About this task:
Please give back, word for word, only the lines starting at the one containing "pub enum Endpoint" and ending at the one containing "pub fn time_series(linea: &str, estacion: &str)" within the material below.

Given information:
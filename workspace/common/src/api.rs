//! Endpoint paths and response decoding for the forecasting backend.
//!
//! The frontend only moves bytes; turning a status line and a body into
//! typed data or a one-line error message happens here.

use crate::error::{DashboardError, Result};
use crate::forecast::ForecastBundle;
use crate::station::Station;
use crate::timeseries::{TimeSeries, TimeSeriesResponse};
use percent_encoding::{utf8_percent_encode, AsciiSet, NON_ALPHANUMERIC};
use serde_json::Value;
use tracing::{debug, warn};

/// Characters left alone by `encodeURIComponent`.
const PATH_SEGMENT: &AsciiSet = &NON_ALPHANUMERIC
    .remove(b'-')
    .remove(b'_')
    .remove(b'.')
    .remove(b'!')
    .remove(b'~')
    .remove(b'*')
    .remove(b'\'')
    .remove(b'(')
    .remove(b')');

pub fn encode_segment(segment: &str) -> String {
    utf8_percent_encode(segment, PATH_SEGMENT).to_string()
}

#[derive(Debug, Clone, PartialEq, Eq)]
pub enum Endpoint {
    Stations,
    TimeSeries { linea: String, estacion: String },
    Forecast { linea: String, estacion: String },
}

fn require_selection(linea: &str, estacion: &str) -> Result<(String, String)> {
    if linea.trim().is_empty() || estacion.trim().is_empty() {
        return Err(DashboardError::Validation(
            "Debe seleccionar una línea y una estación".to_string(),
        ));
    }
    Ok((linea.to_string(), estacion.to_string()))
}

impl Endpoint {
    pub fn time_series(linea: &str, estacion: &str) -> Result<Self> {
        let (linea, estacion) =
            require_selection(linea, estacion).map_err(|e| e.with_prefix(Self::TIME_SERIES_PREFIX))?;
        Ok(Self::TimeSeries { linea, estacion })
    }

    pub fn forecast(linea: &str, estacion: &str) -> Result<Self> {
        let (linea, estacion) =
            require_selection(linea, estacion).map_err(|e| e.with_prefix(Self::FORECAST_PREFIX))?;
        Ok(Self::Forecast { linea, estacion })
    }

    const STATIONS_PREFIX: &'static str = "Error al cargar estaciones";
    const TIME_SERIES_PREFIX: &'static str = "Error al cargar la serie temporal";
    const FORECAST_PREFIX: &'static str = "Error al cargar el pronóstico";

    /// Prefix every error from this call is wrapped with.
    pub fn error_prefix(&self) -> &'static str {
        match self {
            Endpoint::Stations => Self::STATIONS_PREFIX,
            Endpoint::TimeSeries { .. } => Self::TIME_SERIES_PREFIX,
            Endpoint::Forecast { .. } => Self::FORECAST_PREFIX,
        }
    }

    pub fn path(&self) -> String {
        match self {
            Endpoint::Stations => "/stations".to_string(),
            Endpoint::TimeSeries { linea, estacion } => format!(
                "/timeseries/{}/{}",
                encode_segment(linea),
                encode_segment(estacion)
            ),
            Endpoint::Forecast { linea, estacion } => format!(
                "/forecast/{}/{}",
                encode_segment(linea),
                encode_segment(estacion)
            ),
        }
    }

    pub fn url(&self, base_url: &str) -> String {
        format!("{}{}", base_url.trim_end_matches('/'), self.path())
    }
}

/// Status line and body of a completed HTTP exchange.
#[derive(Debug, Clone, PartialEq, Eq)]
pub struct RawResponse {
    pub status: u16,
    pub status_text: String,
    pub body: String,
}

impl RawResponse {
    pub fn is_success(&self) -> bool {
        (200..300).contains(&self.status)
    }
}

/// `detail` from a structured error body, or `"Error <status>: <text>"`.
pub fn error_message(status: u16, status_text: &str, body: &str) -> String {
    serde_json::from_str::<Value>(body)
        .ok()
        .and_then(|v| v.get("detail").cloned())
        .and_then(|detail| match detail {
            Value::Null => None,
            Value::String(text) => Some(text),
            other => Some(other.to_string()),
        })
        .unwrap_or_else(|| format!("Error {}: {}", status, status_text))
}

fn parse_json(body: &str) -> Result<Value> {
    serde_json::from_str(body)
        .map_err(|e| DashboardError::Api(format!("Respuesta no es JSON válido: {}", e)))
}

fn decode<T>(
    endpoint: &Endpoint,
    response: &RawResponse,
    parse: impl FnOnce(Value) -> Result<T>,
) -> Result<T> {
    let result = if response.is_success() {
        parse_json(&response.body).and_then(parse)
    } else {
        warn!(status = response.status, path = %endpoint.path(), "Backend returned an error status");
        Err(DashboardError::Api(error_message(
            response.status,
            &response.status_text,
            &response.body,
        )))
    };
    result.map_err(|e| e.with_prefix(endpoint.error_prefix()))
}

pub fn decode_stations(response: &RawResponse) -> Result<Vec<Station>> {
    decode(&Endpoint::Stations, response, |value| {
        if !value.is_array() {
            return Err(DashboardError::Api(
                "se esperaba una lista de estaciones".to_string(),
            ));
        }
        let stations: Vec<Station> = serde_json::from_value(value)
            .map_err(|e| DashboardError::Api(format!("estación con formato inválido: {}", e)))?;
        debug!(count = stations.len(), "Decoded station list");
        Ok(stations)
    })
}

pub fn decode_time_series(endpoint: &Endpoint, response: &RawResponse) -> Result<TimeSeries> {
    decode(endpoint, response, |value| {
        if !value.get("data").is_some_and(Value::is_array) {
            return Err(DashboardError::Api(
                "la respuesta no contiene la lista `data`".to_string(),
            ));
        }
        let parsed: TimeSeriesResponse = serde_json::from_value(value)
            .map_err(|e| DashboardError::Api(format!("serie temporal con formato inválido: {}", e)))?;
        Ok(TimeSeries::from(parsed))
    })
}

pub fn decode_forecast(endpoint: &Endpoint, response: &RawResponse) -> Result<ForecastBundle> {
    decode(endpoint, response, |mut value| {
        let forecast = value
            .get_mut("forecast")
            .map(Value::take)
            .filter(|f| !f.is_null())
            .ok_or_else(|| {
                DashboardError::Api("la respuesta no contiene el campo `forecast`".to_string())
            })?;
        serde_json::from_value(forecast)
            .map_err(|e| DashboardError::Api(format!("pronóstico con formato inválido: {}", e)))
    })
}

#[cfg(test)]
mod tests {
    use super::*;
    use serde_json::json;

    fn ok(body: serde_json::Value) -> RawResponse {
        RawResponse {
            status: 200,
            status_text: "OK".to_string(),
            body: body.to_string(),
        }
    }

    #[test]
    fn test_paths_are_percent_encoded() {
        let endpoint = Endpoint::time_series("linea 1", "pino suárez/zócalo").unwrap();
        assert_eq!(
            endpoint.path(),
            "/timeseries/linea%201/pino%20su%C3%A1rez%2Fz%C3%B3calo"
        );

        let endpoint = Endpoint::forecast("linea a", "la paz (x)").unwrap();
        assert_eq!(endpoint.path(), "/forecast/linea%20a/la%20paz%20(x)");
        assert_eq!(
            endpoint.url("http://localhost:8000/api/"),
            "http://localhost:8000/api/forecast/linea%20a/la%20paz%20(x)"
        );
        assert_eq!(Endpoint::Stations.url("/api"), "/api/stations");
    }

    #[test]
    fn test_empty_selection_is_rejected() {
        let err = Endpoint::time_series("linea 1", "").unwrap_err();
        assert!(matches!(err, DashboardError::Validation(_)));
        assert!(err.message().starts_with("Error al cargar la serie temporal"));

        assert!(matches!(
            Endpoint::forecast("  ", "balderas"),
            Err(DashboardError::Validation(_))
        ));
    }

    #[test]
    fn test_error_message_prefers_detail() {
        assert_eq!(
            error_message(404, "Not Found", r#"{"detail": "No se encontraron datos"}"#),
            "No se encontraron datos"
        );
        assert_eq!(
            error_message(502, "Bad Gateway", "<html>upstream</html>"),
            "Error 502: Bad Gateway"
        );
        assert_eq!(
            error_message(500, "Internal Server Error", r#"{"detail": null}"#),
            "Error 500: Internal Server Error"
        );
    }

    #[test]
    fn test_decode_stations() {
        let stations = decode_stations(&ok(json!([
            {"linea": "linea 1", "estacion": "balderas", "total_registros": 1800, "promedio_afluencia": 21000.5},
            {"linea": "linea 2", "estacion": "zocalo"}
        ])))
        .unwrap();
        assert_eq!(stations.len(), 2);
        assert_eq!(stations[0].total_registros, Some(1800));
        assert_eq!(stations[1].promedio_afluencia, None);
    }

    #[test]
    fn test_empty_station_list_is_valid() {
        assert!(decode_stations(&ok(json!([]))).unwrap().is_empty());
    }

    #[test]
    fn test_stations_shape_check() {
        let err = decode_stations(&ok(json!({"stations": []}))).unwrap_err();
        assert!(matches!(err, DashboardError::Api(_)));
        assert!(err.message().starts_with("Error al cargar estaciones: "));

        let err = decode_stations(&ok(json!([{"linea": "linea 1"}]))).unwrap_err();
        assert!(matches!(err, DashboardError::Api(_)));
    }

    #[test]
    fn test_unparseable_body() {
        let response = RawResponse {
            status: 200,
            status_text: "OK".to_string(),
            body: "not json".to_string(),
        };
        assert!(matches!(decode_stations(&response), Err(DashboardError::Api(_))));
    }

    #[test]
    fn test_error_status_surfaces_detail_with_prefix() {
        let endpoint = Endpoint::time_series("linea 1", "balderas").unwrap();
        let response = RawResponse {
            status: 404,
            status_text: "Not Found".to_string(),
            body: json!({"detail": "Error al obtener datos de la estación"}).to_string(),
        };

        let err = decode_time_series(&endpoint, &response).unwrap_err();
        assert_eq!(
            err,
            DashboardError::Api(
                "Error al cargar la serie temporal: Error al obtener datos de la estación".to_string()
            )
        );
    }

    #[test]
    fn test_time_series_requires_data_array() {
        let endpoint = Endpoint::time_series("linea 1", "balderas").unwrap();
        assert!(decode_time_series(&endpoint, &ok(json!({"estacion": "balderas"}))).is_err());
        assert!(decode_time_series(&endpoint, &ok(json!({"data": {}}))).is_err());

        let ts = decode_time_series(
            &endpoint,
            &ok(json!({"data": [{"fecha": "2023-01", "afluencia": 10.0}]})),
        )
        .unwrap();
        assert_eq!(ts.series.points.len(), 1);
    }

    #[test]
    fn test_forecast_is_unwrapped() {
        let endpoint = Endpoint::forecast("linea 1", "balderas").unwrap();
        let bundle = decode_forecast(
            &endpoint,
            &ok(json!({
                "linea": "linea 1",
                "estacion": "balderas",
                "forecast": {
                    "forecast": {"dates": ["2024-03-01"], "predicted": [10.0], "lower": [8.0], "upper": [12.0]},
                    "metrics": {"test": {"rmse": 1.5}}
                }
            })),
        )
        .unwrap();

        assert_eq!(bundle.test_metrics().and_then(|m| m.rmse), Some(1.5));
        assert!(bundle.forecast.is_some());
    }

    #[test]
    fn test_forecast_with_incomplete_anomaly_still_decodes() {
        let endpoint = Endpoint::forecast("linea 1", "pantitlan").unwrap();
        let bundle = decode_forecast(
            &endpoint,
            &ok(json!({
                "forecast": {
                    "train": {"dates": ["2020-01-01"], "actual": [100.0], "fitted": [98.0]},
                    "anomalies": [{"start_date": "2020-03-01", "end_date": "2020-08-31", "impact_percent": 50.0}]
                }
            })),
        )
        .unwrap();

        assert_eq!(bundle.anomalies().len(), 1);
        assert_eq!(bundle.anomalies()[0].name, None);
        assert!(bundle.train.is_some());
    }

    #[test]
    fn test_forecast_field_required() {
        let endpoint = Endpoint::forecast("linea 1", "balderas").unwrap();
        for body in [json!({"linea": "linea 1"}), json!({"forecast": null})] {
            let err = decode_forecast(&endpoint, &ok(body)).unwrap_err();
            assert!(err.message().starts_with("Error al cargar el pronóstico"));
        }
    }
}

Task solution:
pub enum Endpoint {
    Stations,
    TimeSeries { linea: String, estacion: String },
    Forecast { linea: String, estacion: String },
}

fn require_selection(linea: &str, estacion: &str) -> Result<(String, String)> {
    if linea.trim().is_empty() || estacion.trim().is_empty() {
        return Err(DashboardError::Validation(
            "Debe seleccionar una línea y una estación".to_string(),
        ));
    }
    Ok((linea.to_string(), estacion.to_string()))
}

impl Endpoint {
    pub fn time_series(linea: &str, estacion: &str) -> Result<Self> {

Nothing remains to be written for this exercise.